Sometimes, I think people here (in the UK) are very quick to start shouting about “human rights” when anything comes up to do with CCTV/arresting/searching people and so on, and that in the grand scheme of things, being stopped and searched by a policeman is a minor incident when compared to the sorts of human rights violations that occur with regularity in other countries. Having said that, my perception is that these sorts of experiences are happening more and more in Western countries, and even more alarmingly, I think this treatment is almost becoming socially acceptable. In my view, this is not an acceptable way to treat an innocent person. I understand that innocent people can and do have to be subjected to these sorts of experiences sometimes in order to achieve justice and to keep communities safe. However, I see no reason why apologies can’t be made to those people who have done nothing wrong.
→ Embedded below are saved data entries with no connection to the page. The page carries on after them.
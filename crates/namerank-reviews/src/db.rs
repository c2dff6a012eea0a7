use sqlx::sqlite::{SqliteConnectOptions, SqlitePoolOptions};
use sqlx::{Pool, Sqlite};
use std::str::FromStr;
use tracing::info;

pub async fn init_db(db_url: &str) -> anyhow::Result<Pool<Sqlite>> {
    info!("🔌 Opening review database at {}", db_url);

    let options = SqliteConnectOptions::from_str(db_url)?.create_if_missing(true);
    let pool = SqlitePoolOptions::new()
        .max_connections(5)
        .connect_with(options)
        .await?;

    let schema = include_str!("../schema.sql");
    for statement in schema.split(';') {
        let statement = statement.trim();
        if statement.is_empty() {
            continue;
        }
        sqlx::query(statement).execute(&pool).await?;
    }

    info!("✅ Database ready, schema applied");
    Ok(pool)
}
In terms of how I would respond if I was in your situation, firstly, I would never give my custom to that business again, and I would urge close friends and family members to do the same. Secondly, I would lodge a formal complaint with the business stating a clear but reasonable time limit for when you expect to receive their response, and if you do not hear back, or the response is not to your satisfaction, try taking the issue up with an independent regulatory body (here in the UK, there are ombudsmen that can deal with these sorts of complaints – I don’t know if you have anything similar!).

IchtheosaurusRex's avatar

False arrest is a crime in itself. I would complain to the police department. I would also take my business elsewhere.

I should add that I used to get pulled over all the time before the Supreme Court outlawed spot checks for license and registration, c. 1979. Those were the consequences of looking like a roadie for the Grateful Dead.

CyanoticWasp's avatar

Once while in college I was out walking downtown at 4 AM (college kids, go figure!) in the wintertime, wearing jeans and a jean jacket, boots, gloves and a knit cap. I was walking by storefronts and looking in windows—just like anyone would do during the daylight.

I suppose that looked suspicious, so I wasn’t entirely surprised when a cop in a prowl car stopped me. He was somewhat belligerent in demanding to know why I was there at that time of night and what I was doing… so I answered him the same way: “I have a right to be here.”

Bad move. He frisked me and found the joints I had rolled and carried with me most of the time in those days. “What’s this?” he asked. “Merri juana?” (There were two of them, rolled in red paper and stored in a small glass jar. I may have already been high. It wasn’t the toughest deduction on his part.) He kept the joints, and when he finally found my ID and I told him I was a student at Worcester Tech—not known then as a hotbed of radicalism, crime, delinquency or vandalism, he let me go.

I probably should have just shut up at that point and let it go and thank my lucky stars it wasn’t worse (“merri juana” was looked at differently in the early 70s by law enforcement, even in Worcester), but I asked him for his badge number. As if I were going to file a complaint!

I think I was on the bubble then. He may have been deciding whether to run me in and make this a righteous bust… but instead he told me his badge number and then smirked at me like, “What’re you gonna do about it, college boy? I’m going to enjoy your joints and you ain’t going to do anything more than sulk about it.” And he was right about that.

I suppose he enjoyed the joints. I smoked good shit. (But not for much longer.)

woodcutter's avatar

while in the army living in the barracks there was a surprise room search and a small amount of weed was found up inside the ceiling. It was up there before I was moved into the room but they weren’t in the mood to listen to any of my explanations sooooooooooo off to the police station in cuffs I went. Along with a half dozen others. There was enough opinion from others to get those with the power to let me go as I really was in that room for such a short time and the guy that was living there was a known jellyhead so they blamed it on him(he had since gotten out of the army) What did I do about it? There wasn’t much I could do really, except I did move off post into my own apt. That fixed it.